House Speaker Paul Ryan is to blame for the House's tattered reputation in the wake of the memo that reportedly details abuses at the FBI, according to The Washington Post editorial board. He was asked to remove Devin Nunes as chairman of the House Intelligence Committee, but stood by him, insisting Nunes is just trying to keep Americans safe. The release of the memo will not hamper the investigation into Russian collusion, Ryan added.
"Sunshine is the best disinfectant," he said at a Republican retreat press conference. "And so what we want is all of this information to come out so that transparency can reign supreme and accountability can occur."
The speaker's full-speed-ahead approach to the declassification of the memo is why the WaPo is pinning all the eventual blame on him.
Mr. Ryan bears full responsibility for the deterioration of congressional oversight of intelligence operations. Once a bipartisan responsibility that lawmakers treated soberly — as they still do in the Senate — oversight under Mr. Nunes has become another front in Mr. Trump’s assault on the law enforcement institutions investigating the president and his associates. House Republicans are poisoning the committee’s relationship with the intelligence community and distracting from real issues demanding attention. (Washington Post)
Nunes, Ryan, and other congressional Republicans have lost sight of the issue, the editors argue. Instead of focusing on the real culprit - Russians who interfered in our elections - Congress is treating the FBI as the enemy.

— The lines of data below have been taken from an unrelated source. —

use std::fs;

use log::debug;
use serde::{Deserialize, Deserializer, Serialize};

use crate::error::StudyError;
use crate::lesson::catalog::Lesson;

#[derive(Clone, Debug, PartialEq, Eq, Serialize, Deserialize)]
pub struct Question {
    pub question: String,
    /// Answer choices joined by the configured delimiter.
    pub answer: String,
    /// Index of the correct choice. Lesson files carry it as a number or a numeric string.
    #[serde(deserialize_with = "choice_index")]
    pub correct: usize,
}

impl Question {
    pub fn choices<'a>(&'a self, delimiter: &str) -> Vec<&'a str> {
        self.answer.split(delimiter).collect()
    }

    pub fn correct_choice<'a>(&'a self, delimiter: &str) -> Option<&'a str> {
        self.answer.split(delimiter).nth(self.correct)
    }
}

fn choice_index<'de, D>(deserializer: D) -> Result<usize, D::Error>
where
    D: Deserializer<'de>,
{
    #[derive(Deserialize)]
    #[serde(untagged)]
    enum RawIndex {
        Number(usize),
        Text(String),
    }

    match RawIndex::deserialize(deserializer)? {
        RawIndex::Number(n) => Ok(n),
        RawIndex::Text(text) => text.trim().parse().map_err(serde::de::Error::custom),
    }
}

/// A catalog lesson together with its question count.
#[derive(Clone, Debug, PartialEq, Eq)]
pub struct LessonInfo {
    pub lesson: Lesson,
    pub total: usize,
}

#[derive(Clone, Debug, PartialEq, Eq)]
pub struct LoadedLesson {
    pub info: LessonInfo,
    pub questions: Vec<Question>,
}

/// Read a lesson file. Every question's `correct` must point at one of the
/// choices split on `delimiter`.
pub fn load(lesson: &Lesson, delimiter: &str) -> Result<LoadedLesson, StudyError> {
    let content = fs::read_to_string(&lesson.path).map_err(|e| StudyError::io(&lesson.path, e))?;
    let questions: Vec<Question> =
        serde_json::from_str(&content).map_err(|e| StudyError::parse(&lesson.path, e))?;
    for (index, question) in questions.iter().enumerate() {
        let choices = question.choices(delimiter).len();
        if question.correct >= choices {
            return Err(StudyError::ChoiceOutOfRange {
                path: lesson.path.clone(),
                index,
                correct: question.correct,
                choices,
            });
        }
    }
    debug!("loaded lesson {} with {} questions", lesson.key, questions.len());

    Ok(LoadedLesson {
        info: LessonInfo {
            lesson: lesson.clone(),
            total: questions.len(),
        },
        questions,
    })
}
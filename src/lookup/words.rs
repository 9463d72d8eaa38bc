use std::collections::HashMap;
use std::fs;
use std::path::Path;

use log::debug;
use serde::Deserialize;

use crate::error::StudyError;

#[derive(Clone, Debug, Default, PartialEq, Eq, Deserialize)]
#[serde(default)]
pub struct WordEntry {
    pub word: String,
    pub phonetic: Option<String>,
    pub means: Vec<String>,
    pub content: String,
}

/// Word entries from every JSON file of a dictionary directory.
#[derive(Default)]
pub struct WordDictionary {
    entries: Vec<WordEntry>,
    by_word: HashMap<String, Vec<usize>>,
}

impl WordDictionary {
    pub fn load_dir(dir: &Path) -> Result<Self, StudyError> {
        let mut files = Vec::new();
        for entry in fs::read_dir(dir).map_err(|e| StudyError::io(dir, e))? {
            let path = entry.map_err(|e| StudyError::io(dir, e))?.path();
            if path.extension().is_some_and(|ext| ext == "json") {
                files.push(path);
            }
        }
        files.sort();

        let mut entries = Vec::new();
        for path in &files {
            let content = fs::read_to_string(path).map_err(|e| StudyError::io(path, e))?;
            let words: Vec<WordEntry> =
                serde_json::from_str(&content).map_err(|e| StudyError::parse(path, e))?;
            entries.extend(words);
        }
        debug!("loaded {} words from {} files", entries.len(), files.len());
        Ok(Self::from_entries(entries))
    }

    pub fn from_entries(entries: Vec<WordEntry>) -> Self {
        let mut by_word: HashMap<String, Vec<usize>> = HashMap::new();
        for (i, entry) in entries.iter().enumerate() {
            by_word.entry(entry.word.clone()).or_default().push(i);
        }
        Self { entries, by_word }
    }

    pub fn len(&self) -> usize {
        self.entries.len()
    }

    pub fn is_empty(&self) -> bool {
        self.entries.is_empty()
    }

    /// Exact headword matches, with duplicate definitions dropped.
    pub fn search_word(&self, word: &str) -> Vec<&WordEntry> {
        let Some(indices) = self.by_word.get(word.trim()) else {
            return Vec::new();
        };
        let mut found: Vec<&WordEntry> = Vec::new();
        for &i in indices {
            let entry = &self.entries[i];
            let duplicate = found
                .iter()
                .any(|seen| seen.means == entry.means && seen.content == entry.content);
            if !duplicate {
                found.push(entry);
            }
        }
        found
    }
}
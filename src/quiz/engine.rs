use crate::lesson::Question;
use crate::quiz::answer;
use crate::store::PlayingState;

#[derive(Clone, Copy, Debug, PartialEq, Eq)]
pub enum QuizStatus {
    Presenting,
    Finished,
    Interrupted,
}

#[derive(Clone, Debug, PartialEq, Eq)]
pub enum QuizCommand {
    Answer(String),
    Next,
    Back,
    Hint,
    Reset,
    Quit,
}

/// What happened after a command, for the rendering step.
#[derive(Clone, Debug, PartialEq, Eq)]
pub enum QuizEvent {
    /// `index` is the question that was just answered; check
    /// [`QuizEngine::is_over`] to see whether it was the last one.
    Correct { index: usize },
    Incorrect { index: usize },
    Moved,
    Hint { index: usize },
    Restarted,
    Finished,
    Interrupted,
    /// The command arrived after the lesson was already over.
    Ignored,
}

#[derive(Clone, Copy, Debug, PartialEq, Eq)]
pub struct AnswerOutcome {
    pub correct: bool,
}

/// Playing state of one lesson.
///
/// `curr` always stays within `[0, total]`; reaching `total` finishes the
/// lesson. The engine performs no I/O: callers persist
/// [`playing`](Self::playing) once [`is_over`](Self::is_over) turns true.
pub struct QuizEngine {
    playing: PlayingState,
    questions: Vec<Question>,
    delimiter: String,
    status: QuizStatus,
}

impl QuizEngine {
    pub fn new(mut playing: PlayingState, questions: Vec<Question>, delimiter: &str) -> Self {
        playing.total = questions.len();
        playing.curr = playing.curr.min(playing.total);
        let status = if playing.is_complete() {
            QuizStatus::Finished
        } else {
            QuizStatus::Presenting
        };
        Self {
            playing,
            questions,
            delimiter: delimiter.to_string(),
            status,
        }
    }

    pub fn playing(&self) -> &PlayingState {
        &self.playing
    }

    pub fn status(&self) -> QuizStatus {
        self.status
    }

    pub fn delimiter(&self) -> &str {
        &self.delimiter
    }

    pub fn is_over(&self) -> bool {
        self.status != QuizStatus::Presenting
    }

    pub fn question(&self, index: usize) -> Option<&Question> {
        self.questions.get(index)
    }

    pub fn current_question(&self) -> Option<&Question> {
        self.questions.get(self.playing.curr)
    }

    pub fn submit_answer(&mut self, raw: &str) -> AnswerOutcome {
        if self.is_over() {
            return AnswerOutcome { correct: false };
        }
        let Some(question) = self.current_question() else {
            return AnswerOutcome { correct: false };
        };

        let correct = answer::is_correct(question, raw, &self.delimiter);
        if correct {
            self.playing.correct += 1;
            self.move_to(self.playing.curr + 1);
        } else {
            self.playing.incorrect += 1;
        }
        AnswerOutcome { correct }
    }

    pub fn skip_forward(&mut self) {
        self.move_to(self.playing.curr.saturating_add(1));
    }

    pub fn skip_backward(&mut self) {
        self.move_to(self.playing.curr.saturating_sub(1));
    }

    pub fn restart(&mut self) {
        self.playing.curr = 0;
        self.status = if self.questions.is_empty() {
            QuizStatus::Finished
        } else {
            QuizStatus::Presenting
        };
    }

    pub fn quit(&mut self) {
        if self.status == QuizStatus::Presenting {
            self.status = QuizStatus::Interrupted;
        }
    }

    fn move_to(&mut self, curr: usize) {
        self.playing.curr = curr.min(self.playing.total);
        if self.playing.is_complete() {
            self.status = QuizStatus::Finished;
        }
    }

    fn moved_event(&self) -> QuizEvent {
        if self.status == QuizStatus::Finished {
            QuizEvent::Finished
        } else {
            QuizEvent::Moved
        }
    }

    pub fn apply(&mut self, command: QuizCommand) -> QuizEvent {
        if self.is_over() && command != QuizCommand::Reset {
            return QuizEvent::Ignored;
        }

        let index = self.playing.curr;
        match command {
            QuizCommand::Answer(raw) => {
                if self.submit_answer(&raw).correct {
                    QuizEvent::Correct { index }
                } else {
                    QuizEvent::Incorrect { index }
                }
            }
            QuizCommand::Next => {
                self.skip_forward();
                self.moved_event()
            }
            QuizCommand::Back => {
                self.skip_backward();
                self.moved_event()
            }
            QuizCommand::Hint => QuizEvent::Hint { index },
            QuizCommand::Reset => {
                self.restart();
                QuizEvent::Restarted
            }
            QuizCommand::Quit => {
                self.quit();
                QuizEvent::Interrupted
            }
        }
    }
}

#[cfg(test)]
mod tests {
    use super::*;
    use std::path::PathBuf;

    fn question(text: &str, answer: &str, correct: usize) -> Question {
        Question {
            question: text.to_string(),
            answer: answer.to_string(),
            correct,
        }
    }

    fn three_questions() -> Vec<Question> {
        vec![
            question("猫", "ねこ※いぬ", 0),
            question("犬", "ねこ※いぬ", 1),
            question("空", "そら※うみ", 0),
        ]
    }

    fn fresh_playing() -> PlayingState {
        PlayingState {
            key: "0_0".to_string(),
            name: "animals".to_string(),
            path: PathBuf::from("quest/animals.json"),
            total: 0,
            curr: 0,
            correct: 0,
            incorrect: 0,
        }
    }

    fn engine() -> QuizEngine {
        QuizEngine::new(fresh_playing(), three_questions(), "※")
    }

    #[test]
    fn test_new_takes_total_from_questions() {
        let quiz = engine();
        assert_eq!(quiz.playing().total, 3);
        assert_eq!(quiz.status(), QuizStatus::Presenting);
        assert_eq!(quiz.current_question().unwrap().question, "猫");
    }

    #[test]
    fn test_numeric_answers_finish_lesson() {
        let mut quiz = engine();
        assert!(quiz.submit_answer("1").correct);
        assert!(quiz.submit_answer("2").correct);
        assert!(quiz.submit_answer("1").correct);
        assert_eq!(quiz.playing().curr, 3);
        assert_eq!(quiz.status(), QuizStatus::Finished);
        assert!(quiz.current_question().is_none());
        assert_eq!(quiz.playing().correct, 3);
    }

    #[test]
    fn test_literal_answers_finish_lesson() {
        let mut quiz = engine();
        for text in ["ねこ", "いぬ", "そら"] {
            assert!(quiz.submit_answer(text).correct, "{text}");
        }
        assert_eq!(quiz.status(), QuizStatus::Finished);
    }

    #[test]
    fn test_wrong_answer_repeats_question() {
        let mut quiz = engine();
        assert!(!quiz.submit_answer("xyz").correct);
        assert!(!quiz.submit_answer("2").correct);
        assert_eq!(quiz.playing().curr, 0);
        assert_eq!(quiz.playing().incorrect, 2);
        assert_eq!(quiz.status(), QuizStatus::Presenting);
    }

    #[test]
    fn test_skip_stays_in_bounds() {
        let mut quiz = engine();
        for _ in 0..5 {
            quiz.skip_backward();
            assert_eq!(quiz.playing().curr, 0);
        }
        quiz.skip_forward();
        quiz.skip_forward();
        assert_eq!(quiz.playing().curr, 2);
        quiz.skip_forward();
        assert_eq!(quiz.playing().curr, 3);
        quiz.skip_forward();
        assert_eq!(quiz.playing().curr, 3);
        assert_eq!(quiz.status(), QuizStatus::Finished);
    }

    #[test]
    fn test_mixed_navigation_keeps_invariant() {
        let mut quiz = engine();
        let moves = [
            QuizCommand::Back,
            QuizCommand::Next,
            QuizCommand::Back,
            QuizCommand::Back,
            QuizCommand::Next,
            QuizCommand::Next,
            QuizCommand::Back,
            QuizCommand::Next,
            QuizCommand::Next,
            QuizCommand::Next,
            QuizCommand::Back,
        ];
        for command in moves {
            quiz.apply(command);
            let p = quiz.playing();
            assert!(p.curr <= p.total);
        }
    }

    #[test]
    fn test_apply_reports_events() {
        let mut quiz = engine();
        assert_eq!(
            quiz.apply(QuizCommand::Answer("2".to_string())),
            QuizEvent::Incorrect { index: 0 }
        );
        assert_eq!(quiz.apply(QuizCommand::Hint), QuizEvent::Hint { index: 0 });
        assert_eq!(
            quiz.apply(QuizCommand::Answer("1".to_string())),
            QuizEvent::Correct { index: 0 }
        );
        assert_eq!(quiz.apply(QuizCommand::Next), QuizEvent::Moved);
        assert_eq!(
            quiz.apply(QuizCommand::Answer("そら".to_string())),
            QuizEvent::Correct { index: 2 }
        );
        assert!(quiz.is_over());
        assert_eq!(quiz.apply(QuizCommand::Next), QuizEvent::Ignored);
    }

    #[test]
    fn test_quit_interrupts_and_keeps_position() {
        let mut quiz = engine();
        quiz.submit_answer("1");
        assert_eq!(quiz.apply(QuizCommand::Quit), QuizEvent::Interrupted);
        assert_eq!(quiz.status(), QuizStatus::Interrupted);
        assert_eq!(quiz.playing().curr, 1);
        assert!(!quiz.submit_answer("2").correct);
        assert_eq!(quiz.playing().curr, 1);
    }

    #[test]
    fn test_reset_restarts_finished_lesson() {
        let mut quiz = engine();
        quiz.skip_forward();
        quiz.skip_forward();
        quiz.skip_forward();
        assert!(quiz.is_over());
        assert_eq!(quiz.apply(QuizCommand::Reset), QuizEvent::Restarted);
        assert_eq!(quiz.playing().curr, 0);
        assert_eq!(quiz.status(), QuizStatus::Presenting);
    }

    #[test]
    fn test_resumed_position_is_clamped() {
        let mut playing = fresh_playing();
        playing.curr = 10;
        let quiz = QuizEngine::new(playing, three_questions(), "※");
        assert_eq!(quiz.playing().curr, 3);
        assert_eq!(quiz.status(), QuizStatus::Finished);
    }

    #[test]
    fn test_empty_lesson_is_finished() {
        let quiz = QuizEngine::new(fresh_playing(), Vec::new(), "※");
        assert!(quiz.is_over());
        assert!(quiz.current_question().is_none());
    }
}
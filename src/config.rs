use std::fs;
use std::path::{Path, PathBuf};

use anyhow::Result;
use serde::{Deserialize, Serialize};

pub const DEFAULT_ANSWER_DELIMITER: &str = "※";

#[derive(Clone, Debug, Serialize, Deserialize)]
pub struct Config {
    #[serde(default = "default_lesson_dir")]
    pub lesson_dir: String,
    #[serde(default = "default_session_file")]
    pub session_file: String,
    #[serde(default = "default_word_dict_dir")]
    pub word_dict_dir: String,
    #[serde(default = "default_kanji_file")]
    pub kanji_file: String,
    #[serde(default = "default_answer_delimiter")]
    pub answer_delimiter: String,
    #[serde(default = "default_confirm_resume")]
    pub confirm_resume: bool,
    #[serde(default)]
    pub emotions_file: Option<String>,
}

fn data_path(name: &str) -> String {
    dirs::data_dir()
        .unwrap_or_else(|| PathBuf::from("."))
        .join("benkyo")
        .join(name)
        .to_string_lossy()
        .to_string()
}

fn default_lesson_dir() -> String {
    data_path("lessons")
}
fn default_session_file() -> String {
    data_path("session.json")
}
fn default_word_dict_dir() -> String {
    data_path("dict")
}
fn default_kanji_file() -> String {
    data_path("kanji.json")
}
fn default_answer_delimiter() -> String {
    DEFAULT_ANSWER_DELIMITER.to_string()
}
fn default_confirm_resume() -> bool {
    true
}

impl Default for Config {
    fn default() -> Self {
        Self {
            lesson_dir: default_lesson_dir(),
            session_file: default_session_file(),
            word_dict_dir: default_word_dict_dir(),
            kanji_file: default_kanji_file(),
            answer_delimiter: default_answer_delimiter(),
            confirm_resume: default_confirm_resume(),
            emotions_file: None,
        }
    }
}

impl Config {
    /// Load from the default location, falling back to defaults when no file exists.
    pub fn load() -> Result<Self> {
        Self::load_from(&Self::config_path())
    }

    pub fn load_from(path: &Path) -> Result<Self> {
        if path.exists() {
            let content = fs::read_to_string(path)?;
            let mut config: Config = toml::from_str(&content)?;
            config.normalize();
            Ok(config)
        } else {
            Ok(Config::default())
        }
    }

    pub fn config_path() -> PathBuf {
        dirs::config_dir()
            .unwrap_or_else(|| PathBuf::from("."))
            .join("benkyo")
            .join("config.toml")
    }

    /// Repair values that would make the quiz unplayable.
    pub fn normalize(&mut self) {
        if self.answer_delimiter.is_empty() {
            self.answer_delimiter = default_answer_delimiter();
        }
    }
}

Other questions the editors raise: Why won't Ryan approve the release of the Democrats' drafted memo as well? (He said he would be open to a release after more scrutiny.) Is it a coincidence that Nunes wants to release the memo around the same time Trump is reportedly considering firing special counsel Robert Mueller and Deputy Attorney General Rod Rosenstein?
The editorial board points out the concerns shared by the DOJ and the FBI, which both bristled at the memo's potential release. On Wednesday, the FBI published a statement that it had "grave concerns" over the memo's contents and doubted its accuracy.
Rep. Jeff Duncan (R-SC) said the FBI should be worried. He's seen the memo and he suggested that it contains proof the agency violated Americans' privacy rights during the 2016 election. He and other Republicans are pushing for its release in the name of transparency and accountability. President Trump told Duncan he will 100 percent approve the memo's release.
That is a mistake that serves to interrupt the investigation into Russian collusion, the WaPo insists.
Again, it's Ryan's fault.
"It is sad to see the speaker allow the House to be tarnished in this way," the editors write.